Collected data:
..............................

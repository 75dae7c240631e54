//! Command and channel value types for device-style sessions
//!
//! A session chooses its own command type through
//! [`Session::Command`](crate::Session::Command). [`Command`] is the shape the
//! listener completion callbacks are built around: execute a text command,
//! read a named channel, write a named channel.

use serde::{Deserialize, Serialize};

/// An outbound request queued on the connector's mailbox.
#[derive(Debug, Clone, PartialEq, Serialize, Deserialize)]
#[serde(tag = "type", rename_all = "snake_case")]
pub enum Command {
    /// Execute a raw command line; completion is reported via `exec_done(id)`
    Exec {
        /// Caller-chosen correlation id
        id: i32,
        /// Command text without terminator
        line: String,
    },
    /// Read a named channel; completion is reported via `read_done`
    Read {
        /// Channel name
        name: String,
    },
    /// Write values to a named channel; completion is reported via `write_done`
    Write {
        /// Channel name
        name: String,
        /// Values to write
        values: Vec<f32>,
    },
}

impl Command {
    /// Create an exec command
    pub fn exec(id: i32, line: impl Into<String>) -> Self {
        Self::Exec {
            id,
            line: line.into(),
        }
    }

    /// Create a channel read
    pub fn read(name: impl Into<String>) -> Self {
        Self::Read { name: name.into() }
    }

    /// Create a channel write
    pub fn write(name: impl Into<String>, values: impl Into<Vec<f32>>) -> Self {
        Self::Write {
            name: name.into(),
            values: values.into(),
        }
    }

    /// Channel name for reads and writes
    pub fn channel(&self) -> Option<&str> {
        match self {
            Self::Exec { .. } => None,
            Self::Read { name } | Self::Write { name, .. } => Some(name),
        }
    }
}

/// A named channel and its current values.
///
/// Passed to [`Session::read_channel`](crate::Session::read_channel) and
/// [`Session::write_channel`](crate::Session::write_channel) for synchronous
/// cached access outside the protocol loop.
#[derive(Debug, Clone, Default, PartialEq, Serialize, Deserialize)]
pub struct ChannelData {
    /// Channel name
    pub name: String,
    /// Channel values
    pub values: Vec<f32>,
}

impl ChannelData {
    /// Create a channel with no values
    pub fn new(name: impl Into<String>) -> Self {
        Self {
            name: name.into(),
            values: Vec::new(),
        }
    }

    /// Create a channel with values
    pub fn with_values(name: impl Into<String>, values: impl Into<Vec<f32>>) -> Self {
        Self {
            name: name.into(),
            values: values.into(),
        }
    }
}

..............................

- TASK GOAL -
From the line containing "pub fn with_values(name: impl" down to the last line of the records above, print every line exactly, with both ends kept.

- PROBLEM SOLUTION -
    pub fn with_values(name: impl Into<String>, values: impl Into<Vec<f32>>) -> Self {
        Self {
            name: name.into(),
            values: values.into(),
        }
    }
}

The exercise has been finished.